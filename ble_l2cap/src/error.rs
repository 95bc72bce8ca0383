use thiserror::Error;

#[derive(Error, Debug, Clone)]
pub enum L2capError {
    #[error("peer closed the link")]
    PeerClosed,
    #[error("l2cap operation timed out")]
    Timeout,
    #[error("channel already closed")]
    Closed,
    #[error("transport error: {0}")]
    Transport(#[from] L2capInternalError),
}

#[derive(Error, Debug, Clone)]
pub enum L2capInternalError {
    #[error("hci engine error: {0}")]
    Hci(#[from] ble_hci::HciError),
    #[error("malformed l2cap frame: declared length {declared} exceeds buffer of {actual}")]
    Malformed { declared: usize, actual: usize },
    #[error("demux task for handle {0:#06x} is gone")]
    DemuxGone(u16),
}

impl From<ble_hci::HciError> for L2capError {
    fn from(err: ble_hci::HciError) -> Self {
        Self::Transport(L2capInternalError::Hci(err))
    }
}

TASK STATEMENT
Go through the entries above, and wherever a line holds the word "HciError", copy that line.

TASK ANSWER
    Hci(#[from] ble_hci::HciError),
impl From<ble_hci::HciError> for L2capError {
    fn from(err: ble_hci::HciError) -> Self {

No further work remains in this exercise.